The addr:*=* subkeys generally correspond to distinct pieces of information that can be assembled into a full address. The main USPS address format has only one “slot” for the postal city, which is generally tagged as addr:city=*, regardless of what the postal city refers to. Nevertheless, some imports have introduced other address subkeys that data consumers may not expect as part of a U.S. address.
There are 6,326 occurrences of addr:hamlet=*, addr:town=*, addr:township=*, or addr:village=* in the United States. The vast majority of them are in Indianapolis and Cold Springs, California.

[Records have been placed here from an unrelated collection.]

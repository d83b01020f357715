//! Inventory domain module.
//!
//! Business rules for stock movements and material-withdrawal approval,
//! implemented purely as deterministic domain logic (no IO, no HTTP, no
//! storage). The persistence layer mirrors these rules with atomic SQL.

pub mod stock;
pub mod withdrawal;

pub use stock::{DeltaOutcome, StockRecord, apply_delta};
pub use withdrawal::WithdrawalStatus;
//! Production runs.
//!
//! Creating a run is the inbound side of the stock ledger: the output
//! quantity is credited to the run's location in the same transaction as the
//! run record itself.

use chrono::{DateTime, NaiveDate, Utc};
use rust_decimal::Decimal;
use serde::Serialize;
use sqlx::postgres::PgRow;
use sqlx::{PgPool, Row};

use plantops_core::{ProductId, ProductionId, UserId};

use crate::error::{RepoError, RepoResult};
use crate::stock::StockLedger;
use crate::users::ensure_affected;

#[derive(Debug, Clone, Serialize)]
pub struct ProductionRecord {
    pub production_id: ProductionId,
    pub product_id: ProductId,
    pub product_name: String,
    pub supervisor_id: UserId,
    pub supervisor_name: String,
    pub input_qty: Decimal,
    pub output_qty: Decimal,
    pub location: String,
    pub date: NaiveDate,
    pub notes: Option<String>,
    pub created_at: DateTime<Utc>,
}

#[derive(Debug, Clone)]
pub struct NewProduction {
    pub product_id: ProductId,
    pub supervisor_id: UserId,
    pub input_qty: Decimal,
    pub output_qty: Decimal,
    pub location: String,
    pub date: NaiveDate,
    pub notes: Option<String>,
}

const PRODUCTION_SELECT: &str = "SELECT pr.production_id, pr.product_id, pr.supervisor_id, \
     pr.input_qty, pr.output_qty, pr.location, pr.date, pr.notes, pr.created_at, \
     p.name AS product_name, u.name AS supervisor_name \
     FROM production pr \
     JOIN products p ON p.product_id = pr.product_id \
     JOIN users u ON u.user_id = pr.supervisor_id";

#[derive(Clone)]
pub struct ProductionRepo {
    pool: PgPool,
}

impl ProductionRepo {
    pub fn new(pool: PgPool) -> Self {
        Self { pool }
    }

    /// Record a completed production run and credit its output to stock.
    ///
    /// Ledger failure rolls the run record back; there is no state in which
    /// the run exists but the stock does not reflect it.
    pub async fn create(&self, new: &NewProduction) -> RepoResult<ProductionId> {
        let mut tx = self.pool.begin().await?;

        let production_id: i64 = sqlx::query_scalar(
            "INSERT INTO production (product_id, supervisor_id, input_qty, output_qty, location, date, notes) \
             VALUES ($1, $2, $3, $4, $5, $6, $7) RETURNING production_id",
        )
        .bind(new.product_id.as_i64())
        .bind(new.supervisor_id.as_i64())
        .bind(new.input_qty)
        .bind(new.output_qty)
        .bind(&new.location)
        .bind(new.date)
        .bind(&new.notes)
        .fetch_one(&mut *tx)
        .await?;

        StockLedger::apply_delta_on(&mut *tx, new.product_id, &new.location, new.output_qty)
            .await?;

        tx.commit().await?;

        tracing::info!(production_id, product_id = %new.product_id, output_qty = %new.output_qty,
            "production run recorded");
        Ok(ProductionId::new(production_id))
    }

    pub async fn get(&self, production_id: ProductionId) -> RepoResult<Option<ProductionRecord>> {
        let row = sqlx::query(&format!("{PRODUCTION_SELECT} WHERE pr.production_id = $1"))
            .bind(production_id.as_i64())
            .fetch_optional(&self.pool)
            .await?;
        row.map(|r| production_from_row(&r)).transpose()
    }

    pub async fn list(&self, limit: i64) -> RepoResult<Vec<ProductionRecord>> {
        let rows = sqlx::query(&format!(
            "{PRODUCTION_SELECT} ORDER BY pr.date DESC, pr.production_id DESC LIMIT $1"
        ))
        .bind(limit)
        .fetch_all(&self.pool)
        .await?;
        rows.iter().map(production_from_row).collect()
    }

    pub async fn by_date_range(
        &self,
        start: NaiveDate,
        end: NaiveDate,
    ) -> RepoResult<Vec<ProductionRecord>> {
        let rows = sqlx::query(&format!(
            "{PRODUCTION_SELECT} WHERE pr.date BETWEEN $1 AND $2 ORDER BY pr.date DESC"
        ))
        .bind(start)
        .bind(end)
        .fetch_all(&self.pool)
        .await?;
        rows.iter().map(production_from_row).collect()
    }

    pub async fn by_product(&self, product_id: ProductId) -> RepoResult<Vec<ProductionRecord>> {
        let rows = sqlx::query(&format!(
            "{PRODUCTION_SELECT} WHERE pr.product_id = $1 ORDER BY pr.date DESC"
        ))
        .bind(product_id.as_i64())
        .fetch_all(&self.pool)
        .await?;
        rows.iter().map(production_from_row).collect()
    }

    /// Correct a run's recorded fields. Quantities here are bookkeeping
    /// corrections only; stock is not re-adjusted retroactively.
    pub async fn update(&self, production_id: ProductionId, new: &NewProduction) -> RepoResult<()> {
        let result = sqlx::query(
            "UPDATE production SET product_id = $2, supervisor_id = $3, input_qty = $4, \
             output_qty = $5, location = $6, date = $7, notes = $8 WHERE production_id = $1",
        )
        .bind(production_id.as_i64())
        .bind(new.product_id.as_i64())
        .bind(new.supervisor_id.as_i64())
        .bind(new.input_qty)
        .bind(new.output_qty)
        .bind(&new.location)
        .bind(new.date)
        .bind(&new.notes)
        .execute(&self.pool)
        .await?;
        ensure_affected(result.rows_affected())
    }

    pub async fn delete(&self, production_id: ProductionId) -> RepoResult<()> {
        let result = sqlx::query("DELETE FROM production WHERE production_id = $1")
            .bind(production_id.as_i64())
            .execute(&self.pool)
            .await?;
        ensure_affected(result.rows_affected())
    }

    pub async fn count_between(&self, start: NaiveDate, end: NaiveDate) -> RepoResult<i64> {
        let count: i64 =
            sqlx::query_scalar("SELECT COUNT(*) FROM production WHERE date BETWEEN $1 AND $2")
                .bind(start)
                .bind(end)
                .fetch_one(&self.pool)
                .await?;
        Ok(count)
    }

    pub async fn count(&self) -> RepoResult<i64> {
        let count: i64 = sqlx::query_scalar("SELECT COUNT(*) FROM production")
            .fetch_one(&self.pool)
            .await?;
        Ok(count)
    }
}

fn production_from_row(row: &PgRow) -> Result<ProductionRecord, RepoError> {
    Ok(ProductionRecord {
        production_id: ProductionId::new(row.try_get("production_id")?),
        product_id: ProductId::new(row.try_get("product_id")?),
        product_name: row.try_get("product_name")?,
        supervisor_id: UserId::new(row.try_get("supervisor_id")?),
        supervisor_name: row.try_get("supervisor_name")?,
        input_qty: row.try_get("input_qty")?,
        output_qty: row.try_get("output_qty")?,
        location: row.try_get("location")?,
        date: row.try_get("date")?,
        notes: row.try_get("notes")?,
        created_at: row.try_get("created_at")?,
    })
}
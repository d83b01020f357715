//! Stock records and the stock ledger.
//!
//! The ledger is the only sanctioned mutator of `inventory.quantity`.
//! Production completion, sale completion and withdrawal approval all route
//! through [`StockLedger::apply_delta_on`], inside their own transactions, so
//! a ledger refusal rolls the whole business write back.
//!
//! Every quantity change is a single in-place `quantity = quantity + delta`
//! statement. Postgres row locks serialize concurrent increments on one key;
//! there is no read-compute-write window to lose an update in.

use chrono::{DateTime, Utc};
use rust_decimal::Decimal;
use serde::Serialize;
use sqlx::postgres::PgRow;
use sqlx::{PgConnection, PgPool, Row};

use plantops_core::{DomainError, ProductId};
use plantops_inventory::{DeltaOutcome, StockRecord, stock};

use crate::error::{RepoError, RepoResult};

/// Stock level joined with its product, for listing surfaces.
#[derive(Debug, Clone, Serialize)]
pub struct StockLevelRow {
    pub inventory_id: i64,
    pub product_id: ProductId,
    pub product_name: String,
    pub unit: String,
    pub location: String,
    pub quantity: Decimal,
    pub minimum_threshold: Decimal,
    pub low_stock: bool,
    pub updated_at: DateTime<Utc>,
}

const STOCK_SELECT: &str = "SELECT i.inventory_id, i.product_id, i.location, i.quantity, \
     i.minimum_threshold, i.updated_at, p.name AS product_name, p.unit \
     FROM inventory i JOIN products p ON p.product_id = i.product_id";

#[derive(Clone)]
pub struct StockLedger {
    pool: PgPool,
}

impl StockLedger {
    pub fn new(pool: PgPool) -> Self {
        Self { pool }
    }

    /// Apply a signed delta to one (product, location) key.
    ///
    /// Returns the post-application quantity.
    pub async fn apply_delta(
        &self,
        product_id: ProductId,
        location: &str,
        delta: Decimal,
    ) -> RepoResult<Decimal> {
        let mut conn = self.pool.acquire().await?;
        Self::apply_delta_on(&mut *conn, product_id, location, delta).await
    }

    /// Apply a delta on an existing connection, typically a caller's
    /// transaction, so ledger failure aborts the enclosing business write.
    pub async fn apply_delta_on(
        conn: &mut PgConnection,
        product_id: ProductId,
        location: &str,
        delta: Decimal,
    ) -> RepoResult<Decimal> {
        // In-place increment; the row lock serializes concurrent callers.
        let updated: Option<Decimal> = sqlx::query_scalar(
            "UPDATE inventory SET quantity = quantity + $3, updated_at = now() \
             WHERE product_id = $1 AND location = $2 RETURNING quantity",
        )
        .bind(product_id.as_i64())
        .bind(location)
        .bind(delta)
        .fetch_optional(&mut *conn)
        .await?;

        if let Some(quantity) = updated {
            tracing::debug!(%product_id, location, %delta, %quantity, "stock delta applied");
            return Ok(quantity);
        }

        // Missing key: the domain rule decides create vs refuse.
        match stock::apply_delta(None, delta)? {
            DeltaOutcome::Created(opening) => {
                // Racing creators converge through ON CONFLICT into a plain
                // increment on whichever row won the insert.
                let quantity: Decimal = sqlx::query_scalar(
                    "INSERT INTO inventory (product_id, location, quantity) \
                     VALUES ($1, $2, $3) \
                     ON CONFLICT (product_id, location) DO UPDATE \
                     SET quantity = inventory.quantity + EXCLUDED.quantity, updated_at = now() \
                     RETURNING quantity",
                )
                .bind(product_id.as_i64())
                .bind(location)
                .bind(opening)
                .fetch_one(&mut *conn)
                .await?;

                tracing::debug!(%product_id, location, %quantity, "stock record created by delta");
                Ok(quantity)
            }
            DeltaOutcome::Updated(_) => unreachable!("missing record cannot yield an update"),
        }
    }

    pub async fn get(&self, product_id: ProductId, location: &str) -> RepoResult<Option<StockRecord>> {
        let row = sqlx::query(
            "SELECT product_id, location, quantity, minimum_threshold, updated_at \
             FROM inventory WHERE product_id = $1 AND location = $2",
        )
        .bind(product_id.as_i64())
        .bind(location)
        .fetch_optional(&self.pool)
        .await?;

        row.map(|r| record_from_row(&r)).transpose()
    }

    pub async fn list(&self) -> RepoResult<Vec<StockLevelRow>> {
        let rows = sqlx::query(&format!("{STOCK_SELECT} ORDER BY i.updated_at DESC"))
            .fetch_all(&self.pool)
            .await?;
        rows.iter().map(level_from_row).collect()
    }

    pub async fn by_product(&self, product_id: ProductId) -> RepoResult<Vec<StockLevelRow>> {
        let rows = sqlx::query(&format!("{STOCK_SELECT} WHERE i.product_id = $1"))
            .bind(product_id.as_i64())
            .fetch_all(&self.pool)
            .await?;
        rows.iter().map(level_from_row).collect()
    }

    pub async fn low_stock(&self) -> RepoResult<Vec<StockLevelRow>> {
        let rows = sqlx::query(&format!(
            "{STOCK_SELECT} WHERE i.quantity <= i.minimum_threshold ORDER BY i.quantity ASC"
        ))
        .fetch_all(&self.pool)
        .await?;
        rows.iter().map(level_from_row).collect()
    }

    /// Open a stock record directly (admin surface). Opening quantity goes
    /// through the same creation rule as a ledger delta.
    pub async fn create(
        &self,
        product_id: ProductId,
        location: &str,
        opening_quantity: Decimal,
        minimum_threshold: Decimal,
    ) -> RepoResult<i64> {
        let inventory_id: i64 = sqlx::query_scalar(
            "INSERT INTO inventory (product_id, location, quantity, minimum_threshold) \
             VALUES ($1, $2, $3, $4) RETURNING inventory_id",
        )
        .bind(product_id.as_i64())
        .bind(location)
        .bind(opening_quantity)
        .bind(minimum_threshold)
        .fetch_one(&self.pool)
        .await?;
        Ok(inventory_id)
    }

    /// Re-point a record's location or threshold. Quantity is deliberately
    /// not updatable here; deltas are the only way to move it.
    pub async fn update_settings(
        &self,
        inventory_id: i64,
        location: &str,
        minimum_threshold: Decimal,
    ) -> RepoResult<()> {
        let result = sqlx::query(
            "UPDATE inventory SET location = $2, minimum_threshold = $3, updated_at = now() \
             WHERE inventory_id = $1",
        )
        .bind(inventory_id)
        .bind(location)
        .bind(minimum_threshold)
        .execute(&self.pool)
        .await?;

        if result.rows_affected() == 0 {
            return Err(DomainError::not_found().into());
        }
        Ok(())
    }

    pub async fn delete(&self, inventory_id: i64) -> RepoResult<()> {
        let result = sqlx::query("DELETE FROM inventory WHERE inventory_id = $1")
            .bind(inventory_id)
            .execute(&self.pool)
            .await?;

        if result.rows_affected() == 0 {
            return Err(DomainError::not_found().into());
        }
        Ok(())
    }
}

fn record_from_row(row: &PgRow) -> Result<StockRecord, RepoError> {
    Ok(StockRecord {
        product_id: ProductId::new(row.try_get("product_id")?),
        location: row.try_get("location")?,
        quantity: row.try_get("quantity")?,
        minimum_threshold: row.try_get("minimum_threshold")?,
        updated_at: row.try_get("updated_at")?,
    })
}

fn level_from_row(row: &PgRow) -> Result<StockLevelRow, RepoError> {
    let quantity: Decimal = row.try_get("quantity")?;
    let minimum_threshold: Decimal = row.try_get("minimum_threshold")?;
    Ok(StockLevelRow {
        inventory_id: row.try_get("inventory_id")?,
        product_id: ProductId::new(row.try_get("product_id")?),
        product_name: row.try_get("product_name")?,
        unit: row.try_get("unit")?,
        location: row.try_get("location")?,
        quantity,
        minimum_threshold,
        low_stock: stock::is_low(quantity, minimum_threshold),
        updated_at: row.try_get("updated_at")?,
    })
}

To the extent that these tags occur without addr:city=*, I suspect it would be safe to simply rename the key to addr:city=*. However, it would probably be a good idea to investigate each region in depth to make sure these tags weren’t derived from administrative boundaries, which could make them misleading as postal cities.
There are 439,573 occurrences of addr:county=* in the United States, concentrated in several states and particularly in several counties within those states.
At a glance, most of these addr:county=* occurrences amount to something that we would’ve tagged as is_in=* in the olden days. Would there be an appetite for removing them en masse?
Tidying up is good and keeps new folks from getting the wrong idea. I support the bulk edits as described (removal of hhaddr:county, review and bulk move of the others)
You sort of mention this, but it’d be interesting to see if these are mostly dual-tagged with addr:city or have the other tag instead, and if it’s the former, whether the tags have the same value.
Moving addr:hamlet, addr:town to addr:city makes sense to me.
But I think I would also check to see if there is a ZIP code tagged. For each ZIP code the USPS typically gives the preferred name and some alternate names. If the hamlet, village, or town name is one of the names the USPS associates with that ZIP code then I think moving the value to the addr:city tag would be pretty safe.
I support this change. I ran an overpass query on Lowndes County, GA for the county tag and there’s only 2 results, both libraries.
These were recently added from the institute of museum and library services by @AriannaL so I suspect other libraries ingested by this import have the addr:county tag. Perhaps Arianna will have more thoughts on this.
Interesting, was there an Aldi import at some point? I have a gut feeling that most of these occurrences are from imports, where there might’ve been a thought to map each field of the external dataset to an OSM key, one for one.
I’m missing the full context of the is_in=* deprecation - what is the benefit of removing the addr:county=* tags? The accurate ones, I mean, not the typos of addr:country=*.
@watmildon and I have gone back and forth a bit over addr:country I generally don’t see the harm of leaving them.
is_in=* was deprecated many years ago when it became redundant to the first generation of OSM-based geocoding software. Some subkeys like is_in:state=* and is_in:city=* remain on route relations, but only for disambiguating otherwise confusable routes. (In other words, those keys affirm the intended scope of the relation.)
addr:county=* could potentially mislead data consumers to think that the address can contain this information. Unlike with addr:country=*, inserting a county name into the address would likely cause mail delivery issues, unless the county happens to serve as a postal city (possibly in some rural areas). The USPS isn’t the only addressing authority, but county addressing authorities are unlikely to consider the county part the address either. Similar interoperability issues could occur when using OSM address data with other systems.
I noticed the erroneous usage of these keys after iD added support for addr:town=*. That key is legitimate for some countries like South Korea where the address format has a spot for the town as opposed to some other place. It doesn’t appear in iD when editing a feature in the U.S., but some mappers using the raw tag editor might still encounter the key due to its global prevalence.
Between you explanations and some digging through USPS documentation (like this) I can only conclude that addr:county=* does indeed merit an automated cleanup, your plans seem solid, and your effort would be clearly beneficial and appreciated. Happy mapping!
I grew up 2 miles from the Wyoming border and have traveled extensively in the northern high plains, and I’ve never seen that anywhere. I mean, sure, putting “Crook County, WY 82721” (for example) might work if you get the zip code right but USPS will find the nearest city to use as the postal city, even if it’s 60 miles away.
Counties as postal cities definitely aren’t the norm, but I’m not confident about ruling them out completely, because there are nearly 80,000addr:city=* County occurrences. Are all of them erroneous?
After looking at the map of that Overpass query (very slow!), a lot of these appear to have come from an erroneous McDonald’s import. For the others I saw, none look right to me. Given the nature of how USPS assigns zip codes, a mechanical edit would be kinda hard here, I would feel more comfortable doing it manually.